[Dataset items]
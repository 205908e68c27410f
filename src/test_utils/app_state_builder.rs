//! Test app state builder for HTTP-level testing.

use std::net::SocketAddr;
use std::sync::Arc;

use axum::http::HeaderValue;
use secrecy::SecretString;
use time::Duration;

use crate::{
    adapters::http::app_state::AppState,
    infra::config::AppConfig,
    test_utils::{InMemorySubscriptionRepo, InMemoryUserRepo},
    use_cases::{
        subscription::{SubscriptionRepo, SubscriptionUseCases},
        user::{AuthUseCases, UserRepo},
    },
};

pub fn create_test_config() -> AppConfig {
    AppConfig {
        jwt_secret: SecretString::new("test-jwt-secret-test-jwt-secret!".into()),
        access_token_ttl: Duration::hours(24),
        bind_addr: "127.0.0.1:0".parse::<SocketAddr>().unwrap(),
        cors_origin: HeaderValue::from_static("http://localhost:3000"),
        database_url: "postgres://localhost/subtrack_test".to_string(),
        upcoming_window_days: 7,
    }
}

/// Builds an `AppState` wired to in-memory repositories.
#[derive(Default)]
pub struct TestAppStateBuilder {
    user_repo: InMemoryUserRepo,
    subscription_repo: InMemorySubscriptionRepo,
}

impl TestAppStateBuilder {
    pub fn new() -> Self {
        Self::default()
    }

    pub fn with_subscription_repo(mut self, repo: InMemorySubscriptionRepo) -> Self {
        self.subscription_repo = repo;
        self
    }

    pub fn build(self) -> AppState {
        let user_repo = Arc::new(self.user_repo) as Arc<dyn UserRepo>;
        let subscription_repo = Arc::new(self.subscription_repo) as Arc<dyn SubscriptionRepo>;

        AppState {
            config: Arc::new(create_test_config()),
            auth_use_cases: Arc::new(AuthUseCases::new(user_repo)),
            subscription_use_cases: Arc::new(SubscriptionUseCases::new(subscription_repo)),
        }
    }
}
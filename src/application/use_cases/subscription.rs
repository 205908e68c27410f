use std::{collections::HashMap, sync::Arc};

use async_trait::async_trait;
use chrono::{NaiveDate, NaiveDateTime};
use rust_decimal::Decimal;
use tracing::instrument;
use uuid::Uuid;

use crate::{
    app_error::{AppError, AppResult},
    application::{
        billing::{schedule, spending, spending::SpendingSummary, status},
        validators::is_valid_currency_code,
    },
    domain::entities::subscription::{BillingCycle, DueStatus, Subscription},
};

const DEFAULT_CURRENCY: &str = "USD";
const DEFAULT_REMINDER_DAYS: i32 = 3;

/// Creation payload. Dates arrive as raw strings so a bad one surfaces as
/// `InvalidDate` instead of an opaque deserialization failure.
#[derive(Debug, Clone)]
pub struct NewSubscription {
    pub name: String,
    pub description: Option<String>,
    pub amount: Decimal,
    pub currency: Option<String>,
    pub billing_cycle: BillingCycle,
    pub start_date: String,
    pub next_payment_date: Option<String>,
    pub category: String,
    pub logo: Option<String>,
    pub website: Option<String>,
    pub color: Option<String>,
    pub reminder_days: Option<i32>,
    pub active: Option<bool>,
}

/// Field-level update; `None` leaves the stored value untouched.
#[derive(Debug, Clone, Default)]
pub struct SubscriptionUpdate {
    pub name: Option<String>,
    pub description: Option<String>,
    pub amount: Option<Decimal>,
    pub currency: Option<String>,
    pub billing_cycle: Option<BillingCycle>,
    pub start_date: Option<String>,
    pub next_payment_date: Option<String>,
    pub category: Option<String>,
    pub logo: Option<String>,
    pub website: Option<String>,
    pub color: Option<String>,
    pub reminder_days: Option<i32>,
    pub active: Option<bool>,
}

/// A subscription paired with its engine-derived urgency figures.
#[derive(Debug, Clone)]
pub struct SubscriptionWithStatus {
    pub subscription: Subscription,
    pub days_till_payment: i64,
    pub due_status: DueStatus,
}

impl SubscriptionWithStatus {
    pub fn new(subscription: Subscription, now: NaiveDateTime) -> Self {
        let days_till_payment =
            status::days_till_payment(subscription.next_payment_date, now);
        let due_status = status::classify(days_till_payment, subscription.reminder_days);
        SubscriptionWithStatus {
            subscription,
            days_till_payment,
            due_status,
        }
    }
}

/// Aggregate figures for a user's whole subscription set.
#[derive(Debug, Clone)]
pub struct SpendingOverview {
    pub summary: SpendingSummary,
    pub upcoming_count: usize,
    pub categories: HashMap<String, usize>,
}

#[async_trait]
pub trait SubscriptionRepo: Send + Sync {
    async fn insert(&self, subscription: &Subscription) -> AppResult<Subscription>;
    async fn list_for_user(&self, user_id: Uuid) -> AppResult<Vec<Subscription>>;
    async fn get_for_user(&self, user_id: Uuid, id: Uuid) -> AppResult<Option<Subscription>>;
    async fn update(&self, subscription: &Subscription) -> AppResult<Subscription>;
    /// Returns `false` when nothing matched `(user_id, id)`.
    async fn delete_for_user(&self, user_id: Uuid, id: Uuid) -> AppResult<bool>;
}

#[derive(Clone)]
pub struct SubscriptionUseCases {
    repo: Arc<dyn SubscriptionRepo>,
}

impl SubscriptionUseCases {
    pub fn new(repo: Arc<dyn SubscriptionRepo>) -> Self {
        Self { repo }
    }

    #[instrument(skip(self, input))]
    pub async fn create(&self, user_id: Uuid, input: NewSubscription) -> AppResult<Subscription> {
        let name = input.name.trim().to_string();
        let category = input.category.trim().to_string();
        let start_date = schedule::parse_date(&input.start_date)?;
        let next_payment_date = match &input.next_payment_date {
            Some(raw) => schedule::parse_date(raw)?,
            None => schedule::advance(start_date, input.billing_cycle)?,
        };

        let subscription = Subscription {
            id: Uuid::new_v4(),
            user_id,
            name,
            description: input.description,
            amount: input.amount,
            currency: normalize_currency(input.currency.as_deref())?,
            billing_cycle: input.billing_cycle,
            start_date,
            next_payment_date,
            category,
            logo: input.logo,
            website: input.website,
            color: input.color,
            reminder_days: input.reminder_days.unwrap_or(DEFAULT_REMINDER_DAYS),
            active: input.active.unwrap_or(true),
            created_at: None,
            updated_at: None,
        };
        validate(&subscription)?;

        self.repo.insert(&subscription).await
    }

    /// List plus per-record urgency, "now" supplied by the caller.
    #[instrument(skip(self))]
    pub async fn list_with_status(
        &self,
        user_id: Uuid,
        now: NaiveDateTime,
    ) -> AppResult<Vec<SubscriptionWithStatus>> {
        let subscriptions = self.repo.list_for_user(user_id).await?;
        Ok(subscriptions
            .into_iter()
            .map(|s| SubscriptionWithStatus::new(s, now))
            .collect())
    }

    #[instrument(skip(self))]
    pub async fn get(&self, user_id: Uuid, id: Uuid) -> AppResult<Subscription> {
        self.repo
            .get_for_user(user_id, id)
            .await?
            .ok_or(AppError::NotFound)
    }

    #[instrument(skip(self, changes))]
    pub async fn update(
        &self,
        user_id: Uuid,
        id: Uuid,
        changes: SubscriptionUpdate,
    ) -> AppResult<Subscription> {
        let mut subscription = self.get(user_id, id).await?;

        if let Some(name) = changes.name {
            subscription.name = name.trim().to_string();
        }
        if let Some(description) = changes.description {
            subscription.description = Some(description);
        }
        if let Some(amount) = changes.amount {
            subscription.amount = amount;
        }
        if let Some(currency) = changes.currency {
            subscription.currency = normalize_currency(Some(&currency))?;
        }
        if let Some(cycle) = changes.billing_cycle {
            subscription.billing_cycle = cycle;
        }
        if let Some(raw) = changes.start_date {
            subscription.start_date = schedule::parse_date(&raw)?;
        }
        if let Some(raw) = changes.next_payment_date {
            // Manual edits may set an arbitrary date; staleness is accepted.
            subscription.next_payment_date = schedule::parse_date(&raw)?;
        }
        if let Some(category) = changes.category {
            subscription.category = category.trim().to_string();
        }
        if let Some(logo) = changes.logo {
            subscription.logo = Some(logo);
        }
        if let Some(website) = changes.website {
            subscription.website = Some(website);
        }
        if let Some(color) = changes.color {
            subscription.color = Some(color);
        }
        if let Some(reminder_days) = changes.reminder_days {
            subscription.reminder_days = reminder_days;
        }
        if let Some(active) = changes.active {
            subscription.active = active;
        }
        validate(&subscription)?;

        self.repo.update(&subscription).await
    }

    #[instrument(skip(self))]
    pub async fn delete(&self, user_id: Uuid, id: Uuid) -> AppResult<()> {
        if !self.repo.delete_for_user(user_id, id).await? {
            return Err(AppError::NotFound);
        }
        Ok(())
    }

    /// Active subscriptions due within `[today, today + days_ahead]`,
    /// soonest first.
    #[instrument(skip(self))]
    pub async fn upcoming(
        &self,
        user_id: Uuid,
        today: NaiveDate,
        days_ahead: u32,
    ) -> AppResult<Vec<Subscription>> {
        let subscriptions = self.repo.list_for_user(user_id).await?;
        let mut hits: Vec<Subscription> = status::upcoming_within(&subscriptions, today, days_ahead)
            .into_iter()
            .cloned()
            .collect();
        hits.sort_by_key(|s| s.next_payment_date);
        Ok(hits)
    }

    #[instrument(skip(self))]
    pub async fn overview(
        &self,
        user_id: Uuid,
        today: NaiveDate,
        upcoming_days: u32,
    ) -> AppResult<SpendingOverview> {
        let subscriptions = self.repo.list_for_user(user_id).await?;
        Ok(SpendingOverview {
            summary: spending::spending_summary(&subscriptions),
            upcoming_count: status::upcoming_within(&subscriptions, today, upcoming_days).len(),
            categories: spending::count_by_category(&subscriptions),
        })
    }
}

fn normalize_currency(raw: Option<&str>) -> AppResult<String> {
    match raw {
        None => Ok(DEFAULT_CURRENCY.to_string()),
        Some(code) => {
            let code = code.trim();
            if !is_valid_currency_code(code) {
                return Err(AppError::InvalidInput(format!(
                    "Invalid currency code: {code}"
                )));
            }
            Ok(code.to_ascii_uppercase())
        }
    }
}

fn validate(subscription: &Subscription) -> AppResult<()> {
    if subscription.name.is_empty() {
        return Err(AppError::InvalidInput("Name must not be empty".into()));
    }
    if subscription.amount < Decimal::ZERO {
        return Err(AppError::InvalidInput(
            "Amount must not be negative".into(),
        ));
    }
    if subscription.reminder_days < 0 {
        return Err(AppError::InvalidInput(
            "Reminder lead time must not be negative".into(),
        ));
    }
    if subscription.category.is_empty() {
        return Err(AppError::InvalidInput("Category must not be empty".into()));
    }
    Ok(())
}
//! Wire Protocol Module
//!
//! Line-oriented request/response codec shared by the server and the client.
//!
//! Requests:
//! - `SET <key> <ttl> <len>\r\n<len bytes>\r\n`
//! - `GET <key>\r\n`, `HAS <key>\r\n`, `DELETE <key>\r\n`
//!
//! Responses:
//! - `OK\r\n`
//! - `VALUE <len>\r\n<len bytes>\r\n`
//! - `EXISTS\r\n`
//! - `NOT_FOUND\r\n`
//! - `ERR <message>\r\n`
//!
//! Values are length-prefixed so they may contain any bytes, the terminator
//! included. Command words are case-insensitive; a bare `\n` is accepted as a
//! line terminator on input.

mod request;
mod response;

pub use request::Request;
pub use response::Response;

use crate::error::CacheError;

/// Longest header line accepted before the input is considered unframeable
pub const MAX_LINE_LENGTH: usize = 64 * 1024;

/// Line and payload terminator
pub const CRLF: &[u8] = b"\r\n";

// == Parse Error ==
/// Outcome of a parse attempt that did not yield a complete frame.
#[derive(Debug, thiserror::Error)]
pub enum ParseError {
    /// Need more data to complete parsing.
    #[error("incomplete")]
    Incomplete,

    /// The frame is invalid but framing is intact.
    ///
    /// `consumed` bytes are already buffered and belong to the rejected frame;
    /// `discard` more bytes follow on the wire and must be skipped as well.
    #[error("{error}")]
    Rejected {
        error: CacheError,
        consumed: usize,
        discard: usize,
    },

    /// The input cannot be framed; the connection must be closed.
    #[error("{0}")]
    Fatal(String),
}

impl ParseError {
    fn malformed(message: impl Into<String>, consumed: usize, discard: usize) -> Self {
        ParseError::Rejected {
            error: CacheError::MalformedRequest(message.into()),
            consumed,
            discard,
        }
    }
}

/// Finds the next header line.
///
/// Returns the line without its terminator and the number of bytes it spans
/// including the terminator.
fn read_line(buf: &[u8]) -> Result<(&[u8], usize), ParseError> {
    match buf.iter().position(|&b| b == b'\n') {
        Some(pos) if pos > MAX_LINE_LENGTH => {
            Err(ParseError::Fatal("header line too long".to_string()))
        }
        Some(pos) => {
            let line = &buf[..pos];
            let line = line.strip_suffix(b"\r").unwrap_or(line);
            Ok((line, pos + 1))
        }
        None if buf.len() > MAX_LINE_LENGTH => {
            Err(ParseError::Fatal("header line too long".to_string()))
        }
        None => Err(ParseError::Incomplete),
    }
}

/// Reads a `len`-byte payload plus its `\r\n` terminator starting at `start`.
fn read_payload(buf: &[u8], start: usize, len: usize) -> Result<&[u8], ParseError> {
    let end = start.saturating_add(len);
    if buf.len() < end.saturating_add(CRLF.len()) {
        return Err(ParseError::Incomplete);
    }

    if &buf[end..end + CRLF.len()] != CRLF {
        return Err(ParseError::Fatal(
            "payload not terminated by CRLF".to_string(),
        ));
    }

    Ok(&buf[start..end])
}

[INSTRUCTIONS FOR THE TASK] Write out, from the lines above, only those from the line with "filename src/test_utils/app_state_builder.rs" to the line with "#[derive(Default)]", exactly as given, including the first and the last.

[ANSWER TO THIS TASK]
filename src/test_utils/app_state_builder.rs
//! Test app state builder for HTTP-level testing.

use std::net::SocketAddr;
use std::sync::Arc;

use axum::http::HeaderValue;
use secrecy::SecretString;
use time::Duration;

use crate::{
    adapters::http::app_state::AppState,
    infra::config::AppConfig,
    test_utils::{InMemorySubscriptionRepo, InMemoryUserRepo},
    use_cases::{
        subscription::{SubscriptionRepo, SubscriptionUseCases},
        user::{AuthUseCases, UserRepo},
    },
};

pub fn create_test_config() -> AppConfig {
    AppConfig {
        jwt_secret: SecretString::new("test-jwt-secret-test-jwt-secret!".into()),
        access_token_ttl: Duration::hours(24),
        bind_addr: "127.0.0.1:0".parse::<SocketAddr>().unwrap(),
        cors_origin: HeaderValue::from_static("http://localhost:3000"),
        database_url: "postgres://localhost/subtrack_test".to_string(),
        upcoming_window_days: 7,
    }
}

/// Builds an `AppState` wired to in-memory repositories.
#[derive(Default)]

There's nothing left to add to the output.